## The problem
Once the line with "const AXIS: Rgb<u8> = Rgb([0, 0, 0]);" is found in the entries below, print it and each following line exactly, stopping after the line with "for (panel, &ram_gb)"; print nothing else.

● ● ● ● ●

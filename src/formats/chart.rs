use std::path::Path;

use image::{Rgb, RgbImage};

use crate::model::SummaryGrid;

use super::Result;
use super::draw::{Rect, draw_line, fill_disc, fill_rect, put, stroke_rect};
use super::text::{Align, TextPainter};

/// Line colors, assigned to phases in sorted order and cycled.
const PALETTE: [[u8; 3]; 10] = [
    [0x1f, 0x77, 0xb4],
    [0xff, 0x7f, 0x0e],
    [0x2c, 0xa0, 0x2c],
    [0xd6, 0x27, 0x28],
    [0x94, 0x67, 0xbd],
    [0x8c, 0x56, 0x4b],
    [0xe3, 0x77, 0xc2],
    [0x7f, 0x7f, 0x7f],
    [0xbc, 0xbd, 0x22],
    [0x17, 0xbe, 0xcf],
];

const BACKGROUND: Rgb<u8> = Rgb([255, 255, 255]);
const FRAME: Rgb<u8> = Rgb([200, 200, 200]);
const AXIS: Rgb<u8> = Rgb([0, 0, 0]);
const GRID: Rgb<u8> = Rgb([232, 232, 232]);
const TEXT: Rgb<u8> = Rgb([32, 32, 32]);

const TITLE_SIZE: f32 = 20.0;
const LABEL_SIZE: f32 = 14.0;

const Y_TICKS: i64 = 5;
const MARKER_RADIUS: i64 = 5;
const LINE_RADIUS: i64 = 1;

pub fn phase_color(index: usize) -> Rgb<u8> {
    Rgb(PALETTE[index % PALETTE.len()])
}

#[derive(Debug, Clone, Copy, PartialEq, Eq)]
pub struct ChartLayout {
    pub width: u32,
    pub height: u32,
    pub columns: u32,
}

impl Default for ChartLayout {
    fn default() -> Self {
        Self {
            width: 1600,
            height: 1200,
            columns: 2,
        }
    }
}

impl ChartLayout {
    fn panels(&self, count: usize) -> Vec<Rect> {
        let count = count.max(1) as i64;
        let columns = i64::from(self.columns.max(1)).min(count);
        let rows = (count + columns - 1) / columns;
        let cell_width = i64::from(self.width) / columns;
        let cell_height = i64::from(self.height) / rows;
        (0..count)
            .map(|index| {
                Rect::new(
                    (index % columns) * cell_width,
                    (index / columns) * cell_height,
                    cell_width,
                    cell_height,
                )
                .inset(20, 20, 20, 20)
            })
            .collect()
    }
}

/// Draws one panel per entry of `ram_panels`: x is the core count, y the
/// summed seconds, one polyline per phase of the grid.
pub fn draw_chart(
    grid: &SummaryGrid,
    ram_panels: &[u32],
    layout: &ChartLayout,
) -> Result<RgbImage> {
    let text = TextPainter::new()?;
    let mut image = RgbImage::from_pixel(layout.width, layout.height, BACKGROUND);
    let y_max = match grid.max_total() {
        max if max > 0.0 => max * 1.1,
        _ => 1.0,
    };

    for (panel, &ram_gb) in layout.panels(ram_panels.len()).into_iter().zip(ram_panels) {
        stroke_rect(&mut image, panel, FRAME);
        let plot = panel.inset(80, 56, 170, 56);
        text.draw(
            &mut image,
            (plot.x + plot.width / 2, panel.y + 8),
            Align::Center,
            &format!("Total time for each phase (RAM {ram_gb}GB)"),
            TITLE_SIZE,
            TEXT,
        );
        draw_axes(&mut image, &text, plot, grid, y_max);

        for (index, phase) in grid.phases.iter().enumerate() {
            let color = phase_color(index);
            let points = grid
                .series(phase, ram_gb)
                .into_iter()
                .enumerate()
                .map(|(slot, seconds)| to_pixel(plot, grid, slot, seconds, y_max))
                .collect::<Vec<_>>();
            for pair in points.windows(2) {
                draw_line(&mut image, pair[0], pair[1], LINE_RADIUS, color);
            }
            for &(x, y) in &points {
                fill_disc(&mut image, x, y, MARKER_RADIUS, color);
            }
        }

        draw_legend(&mut image, &text, plot, &grid.phases);
    }

    Ok(image)
}

pub fn render_chart(
    path: impl AsRef<Path>,
    grid: &SummaryGrid,
    ram_panels: &[u32],
    layout: &ChartLayout,
) -> Result<()> {
    draw_chart(grid, ram_panels, layout)?.save(path.as_ref())?;
    Ok(())
}

/// Core labels are categories: `slot` is the label's position on the axis.
fn to_pixel(plot: Rect, grid: &SummaryGrid, slot: usize, seconds: f64, y_max: f64) -> (i64, i64) {
    let slots = grid.cpu_cores.len();
    let x_fraction = if slots > 1 {
        slot as f64 / (slots - 1) as f64
    } else {
        0.5
    };
    let y_fraction = (seconds / y_max).clamp(0.0, 1.0);
    let x = plot.x as f64 + x_fraction * plot.width as f64;
    let y = plot.bottom() as f64 - y_fraction * plot.height as f64;
    (x.round() as i64, y.round() as i64)
}

/// Enough decimals to tell neighbouring ticks apart.
fn tick_label(value: f64, y_max: f64) -> String {
    match y_max {
        max if max >= 10.0 => format!("{value:.1}"),
        max if max >= 0.1 => format!("{value:.3}"),
        _ => format!("{value:.5}"),
    }
}

fn draw_axes(image: &mut RgbImage, text: &TextPainter, plot: Rect, grid: &SummaryGrid, y_max: f64) {
    for tick in 0..=Y_TICKS {
        let y = plot.bottom() - tick * plot.height / Y_TICKS;
        if tick > 0 {
            for x in plot.x..=plot.right() {
                put(image, x, y, GRID);
            }
        }
        for x in plot.x - 6..plot.x {
            put(image, x, y, AXIS);
        }
        let value = y_max * tick as f64 / Y_TICKS as f64;
        text.draw(
            image,
            (plot.x - 10, y - 8),
            Align::Right,
            &tick_label(value, y_max),
            LABEL_SIZE,
            TEXT,
        );
    }
    for x in plot.x..=plot.right() {
        put(image, x, plot.bottom(), AXIS);
    }
    for y in plot.y..=plot.bottom() {
        put(image, plot.x, y, AXIS);
    }
    for (slot, cores) in grid.cpu_cores.iter().enumerate() {
        let (x, _) = to_pixel(plot, grid, slot, 0.0, y_max);
        for y in plot.bottom()..plot.bottom() + 6 {
            put(image, x, y, AXIS);
        }
        text.draw(
            image,
            (x, plot.bottom() + 10),
            Align::Center,
            &cores.to_string(),
            LABEL_SIZE,
            TEXT,
        );
    }

    text.draw(
        image,
        (plot.x + plot.width / 2, plot.bottom() + 30),
        Align::Center,
        "CPU cores",
        LABEL_SIZE,
        TEXT,
    );
    text.draw(
        image,
        (plot.x - 70, plot.y - 26),
        Align::Left,
        "Total time (s)",
        LABEL_SIZE,
        TEXT,
    );
}

/// Swatch and name per phase, to the right of the plot.
fn draw_legend(image: &mut RgbImage, text: &TextPainter, plot: Rect, phases: &[String]) {
    let x = plot.right() + 20;
    for (index, phase) in phases.iter().enumerate() {
        let y = plot.y + index as i64 * 20;
        let swatch = Rect::new(x, y + 4, 24, 10);
        fill_rect(image, swatch, phase_color(index));
        stroke_rect(image, swatch, AXIS);
        text.draw(image, (x + 32, y), Align::Left, phase, LABEL_SIZE, TEXT);
    }
}
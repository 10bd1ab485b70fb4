use serde::{Deserialize, Serialize};

use crate::model::{HardwareMatrix, Phase};

use super::Result;

/// How the sweep treats the hardware labels.
#[derive(Debug, Clone, Copy, PartialEq, Eq, Default, Serialize, Deserialize)]
#[serde(rename_all = "snake_case")]
pub enum SweepMode {
    /// Execute every phase again for each configuration.
    #[default]
    Rerun,
    /// Execute every phase once and copy the measurements to each configuration.
    Replicate,
}

#[derive(Debug, Clone, PartialEq, Serialize, Deserialize)]
pub struct BenchPlan {
    pub phases: Vec<Phase>,
    #[serde(default)]
    pub matrix: HardwareMatrix,
    #[serde(default)]
    pub mode: SweepMode,
}

impl BenchPlan {
    pub fn new(phases: Vec<Phase>, matrix: HardwareMatrix) -> Self {
        Self {
            phases,
            matrix,
            mode: SweepMode::default(),
        }
    }

    pub fn with_mode(mut self, mode: SweepMode) -> Self {
        self.mode = mode;
        self
    }

    pub fn validate(&self) -> Result<()> {
        for phase in &self.phases {
            phase.validate()?;
        }
        self.matrix.validate()?;
        Ok(())
    }
}
use crate::model::ModelError;
use crate::primitives::PrimitiveError;
use thiserror::Error;

pub type Result<T> = std::result::Result<T, BenchError>;

#[derive(Debug, Error)]
pub enum BenchError {
    #[error("benchmark I/O failure: {0}")]
    Io(#[from] std::io::Error),

    #[error("hardware matrix serialization failure: {0}")]
    SerdeJson(#[from] serde_json::Error),

    #[error("hardware matrix YAML serialization failure: {0}")]
    SerdeYaml(#[from] serde_yaml::Error),

    #[error("primitive operation failed: {0}")]
    Primitive(#[from] PrimitiveError),

    #[error("benchmark model validation failed: {0}")]
    Model(#[from] ModelError),
}
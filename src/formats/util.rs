use std::fs::File;
use std::path::Path;

use csv::StringRecord;

use super::{FormatError, Result};

pub(crate) fn open(path: &Path) -> Result<File> {
    File::open(path).map_err(|source| FormatError::Open {
        path: path.to_path_buf(),
        source,
    })
}

pub(crate) fn create(path: &Path) -> Result<File> {
    File::create(path).map_err(|source| FormatError::Open {
        path: path.to_path_buf(),
        source,
    })
}

/// Fails on the first required column absent from `headers`.
pub(crate) fn require_columns(
    table: &'static str,
    headers: &StringRecord,
    required: &[&'static str],
) -> Result<()> {
    for &column in required {
        if !headers.iter().any(|header| header == column) {
            return Err(FormatError::MissingColumn { table, column });
        }
    }
    Ok(())
}
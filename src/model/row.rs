use serde::{Deserialize, Serialize, Serializer};

use super::PhaseResult;

fn fixed6<S: Serializer>(value: &f64, serializer: S) -> std::result::Result<S::Ok, S::Error> {
    serializer.serialize_str(&format!("{value:.6}"))
}

/// One line of the detailed results file.
///
/// Field order is the column order of the file. `total_time` and
/// `total_size_mb` repeat the owning step's totals on every row.
#[derive(Debug, Clone, PartialEq, Serialize, Deserialize)]
pub struct ResultRow {
    pub phase_name: String,
    pub step: String,
    pub generate_timestamp: u32,
    pub generate_random: u32,
    pub hash: u32,
    pub encrypt: u32,
    pub photos: u32,
    #[serde(serialize_with = "fixed6")]
    pub time: f64,
    #[serde(serialize_with = "fixed6")]
    pub total_time: f64,
    #[serde(serialize_with = "fixed6")]
    pub total_size_mb: f64,
    pub ram: u32,
    pub cpu_cores: u32,
}

#[derive(Debug, Clone, PartialEq, Serialize, Deserialize)]
pub struct SummaryRow {
    pub phase_name: String,
    pub ram: u32,
    pub cpu_cores: u32,
    #[serde(serialize_with = "fixed6")]
    pub total_time: f64,
}

/// One row per operation record, in phase, step, operation order.
pub fn flatten_results(results: &[PhaseResult]) -> Vec<ResultRow> {
    let mut rows = Vec::new();
    for phase in results {
        for step in &phase.steps {
            for operation in &step.operations {
                rows.push(ResultRow {
                    phase_name: phase.phase_name.clone(),
                    step: step.step.clone(),
                    generate_timestamp: operation.counts.generate_timestamp,
                    generate_random: operation.counts.generate_random,
                    hash: operation.counts.hash,
                    encrypt: operation.counts.encrypt,
                    photos: operation.counts.photos,
                    time: operation.time,
                    total_time: step.total_time,
                    total_size_mb: step.total_size_mb,
                    ram: phase.configuration.ram_gb,
                    cpu_cores: phase.configuration.cpu_cores,
                });
            }
        }
    }
    rows
}
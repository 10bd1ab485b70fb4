use std::hint::black_box;
use std::time::Instant;

use log::{debug, info};

use crate::model::{Configuration, OperationRecord, Phase, PhaseResult, Step, StepResult};
use crate::primitives::Primitives;

use super::{BenchPlan, Result, SweepMode};

/// Bytes drawn by each `generate_random` call.
pub const RANDOM_LEN: usize = 16;
/// Bytes hashed or encrypted by each `hash` / `encrypt` call.
pub const PAYLOAD_LEN: usize = 1024;

/// Runs `step.num_operations` iterations, each timed as a single interval.
///
/// Within an iteration the primitives run in a fixed order: timestamps,
/// random draws, hashes, encryptions. The payloads for hashing and
/// encryption are drawn inside the timed interval.
pub fn run_step<P: Primitives + ?Sized>(step: &Step, primitives: &mut P) -> Result<StepResult> {
    let counts = step.counts;
    let mut result = StepResult::new(&step.name);

    for _ in 0..step.num_operations {
        let started = Instant::now();

        for _ in 0..counts.generate_timestamp {
            black_box(primitives.timestamp());
        }
        for _ in 0..counts.generate_random {
            black_box(primitives.random_bytes(RANDOM_LEN)?);
        }
        for _ in 0..counts.hash {
            let data = primitives.random_bytes(PAYLOAD_LEN)?;
            black_box(primitives.hash(&data));
        }
        for _ in 0..counts.encrypt {
            let data = primitives.random_bytes(PAYLOAD_LEN)?;
            black_box(primitives.encrypt(&data)?);
        }

        result.push(OperationRecord {
            counts,
            time: started.elapsed().as_secs_f64(),
        });
    }

    debug!(
        "step `{}`: {} operation(s) in {:.6}s",
        result.step,
        result.operations.len(),
        result.total_time
    );
    Ok(result)
}

pub fn run_phase<P: Primitives + ?Sized>(
    phase: &Phase,
    configuration: Configuration,
    primitives: &mut P,
) -> Result<PhaseResult> {
    let mut result = PhaseResult::new(&phase.name, configuration);
    for step in &phase.steps {
        result.push(run_step(step, primitives)?);
    }
    Ok(result)
}

/// Runs every phase under every configuration of the plan's matrix.
///
/// Results are ordered configuration-major (RAM, then cores), then by
/// phase in plan order.
pub fn run_sweep<P: Primitives + ?Sized>(
    plan: &BenchPlan,
    primitives: &mut P,
) -> Result<Vec<PhaseResult>> {
    plan.validate()?;
    let total = plan.matrix.len();
    let mut results = Vec::with_capacity(total * plan.phases.len());

    match plan.mode {
        SweepMode::Rerun => {
            for (index, configuration) in plan.matrix.configurations().enumerate() {
                info!(
                    "configuration {}/{total}: ram={}GB cores={}",
                    index + 1,
                    configuration.ram_gb,
                    configuration.cpu_cores
                );
                for phase in &plan.phases {
                    results.push(run_phase(phase, configuration, primitives)?);
                }
            }
        }
        SweepMode::Replicate => {
            let mut configurations = plan.matrix.configurations();
            let Some(first) = configurations.next() else {
                return Ok(results);
            };
            info!(
                "measuring {} phase(s) once and replicating across {total} configuration(s)",
                plan.phases.len()
            );
            let measured = plan
                .phases
                .iter()
                .map(|phase| run_phase(phase, first, primitives))
                .collect::<Result<Vec<_>>>()?;
            results.extend(measured.iter().cloned());
            for configuration in configurations {
                results.extend(
                    measured
                        .iter()
                        .map(|phase| phase.relabeled(configuration)),
                );
            }
        }
    }

    Ok(results)
}
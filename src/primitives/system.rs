use chrono::{DateTime, Utc};
use rand::RngCore;
use rand::rngs::OsRng;

use super::{
    Digest, IV_LEN, KEY_LEN, Primitives, Result, aes256_cbc_encrypt, sha1_digest,
};

/// Primitives backed by the system clock, the OS entropy source, SHA-1 and AES.
#[derive(Debug, Default, Clone, Copy)]
pub struct SystemPrimitives;

impl SystemPrimitives {
    pub fn new() -> Self {
        Self
    }
}

fn fill_random(buffer: &mut [u8]) -> Result<()> {
    OsRng.try_fill_bytes(buffer)?;
    Ok(())
}

impl Primitives for SystemPrimitives {
    fn timestamp(&mut self) -> DateTime<Utc> {
        Utc::now()
    }

    fn random_bytes(&mut self, len: usize) -> Result<Vec<u8>> {
        let mut bytes = vec![0u8; len];
        fill_random(&mut bytes)?;
        Ok(bytes)
    }

    fn hash(&mut self, data: &[u8]) -> Digest {
        sha1_digest(data)
    }

    fn encrypt(&mut self, data: &[u8]) -> Result<Vec<u8>> {
        // Key and IV are dropped after use; the ciphertext is never decrypted.
        let mut key = [0u8; KEY_LEN];
        let mut iv = [0u8; IV_LEN];
        fill_random(&mut key)?;
        fill_random(&mut iv)?;
        aes256_cbc_encrypt(&key, &iv, data)
    }
}
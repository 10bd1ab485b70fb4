use std::fs;
use std::path::Path;

use crate::model::HardwareMatrix;

use super::Result;

fn is_yaml(path: &Path) -> bool {
    let extension = path
        .extension()
        .and_then(|ext| ext.to_str())
        .unwrap_or_default()
        .to_ascii_lowercase();
    matches!(extension.as_str(), "yaml" | "yml")
}

pub fn load_matrix(path: impl AsRef<Path>) -> Result<HardwareMatrix> {
    let path = path.as_ref();
    let raw = fs::read_to_string(path)?;
    let matrix = if is_yaml(path) {
        serde_yaml::from_str::<HardwareMatrix>(&raw)?
    } else {
        serde_json::from_str::<HardwareMatrix>(&raw)?
    };
    matrix.validate()?;
    Ok(matrix)
}

pub fn save_matrix(path: impl AsRef<Path>, matrix: &HardwareMatrix) -> Result<()> {
    let path = path.as_ref();
    let serialized = if is_yaml(path) {
        serde_yaml::to_string(matrix)?
    } else {
        serde_json::to_string_pretty(matrix)?
    };
    fs::write(path, serialized)?;
    Ok(())
}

● ● ● ● ●

## Exercise output
const AXIS: Rgb<u8> = Rgb([0, 0, 0]);
const GRID: Rgb<u8> = Rgb([232, 232, 232]);
const TEXT: Rgb<u8> = Rgb([32, 32, 32]);

const TITLE_SIZE: f32 = 20.0;
const LABEL_SIZE: f32 = 14.0;

const Y_TICKS: i64 = 5;
const MARKER_RADIUS: i64 = 5;
const LINE_RADIUS: i64 = 1;

pub fn phase_color(index: usize) -> Rgb<u8> {
    Rgb(PALETTE[index % PALETTE.len()])
}

#[derive(Debug, Clone, Copy, PartialEq, Eq)]
pub struct ChartLayout {
    pub width: u32,
    pub height: u32,
    pub columns: u32,
}

impl Default for ChartLayout {
    fn default() -> Self {
        Self {
            width: 1600,
            height: 1200,
            columns: 2,
        }
    }
}

impl ChartLayout {
    fn panels(&self, count: usize) -> Vec<Rect> {
        let count = count.max(1) as i64;
        let columns = i64::from(self.columns.max(1)).min(count);
        let rows = (count + columns - 1) / columns;
        let cell_width = i64::from(self.width) / columns;
        let cell_height = i64::from(self.height) / rows;
        (0..count)
            .map(|index| {
                Rect::new(
                    (index % columns) * cell_width,
                    (index / columns) * cell_height,
                    cell_width,
                    cell_height,
                )
                .inset(20, 20, 20, 20)
            })
            .collect()
    }
}

/// Draws one panel per entry of `ram_panels`: x is the core count, y the
/// summed seconds, one polyline per phase of the grid.
pub fn draw_chart(
    grid: &SummaryGrid,
    ram_panels: &[u32],
    layout: &ChartLayout,
) -> Result<RgbImage> {
    let text = TextPainter::new()?;
    let mut image = RgbImage::from_pixel(layout.width, layout.height, BACKGROUND);
    let y_max = match grid.max_total() {
        max if max > 0.0 => max * 1.1,
        _ => 1.0,
    };

    for (panel, &ram_gb) in layout.panels(ram_panels.len()).into_iter().zip(ram_panels) {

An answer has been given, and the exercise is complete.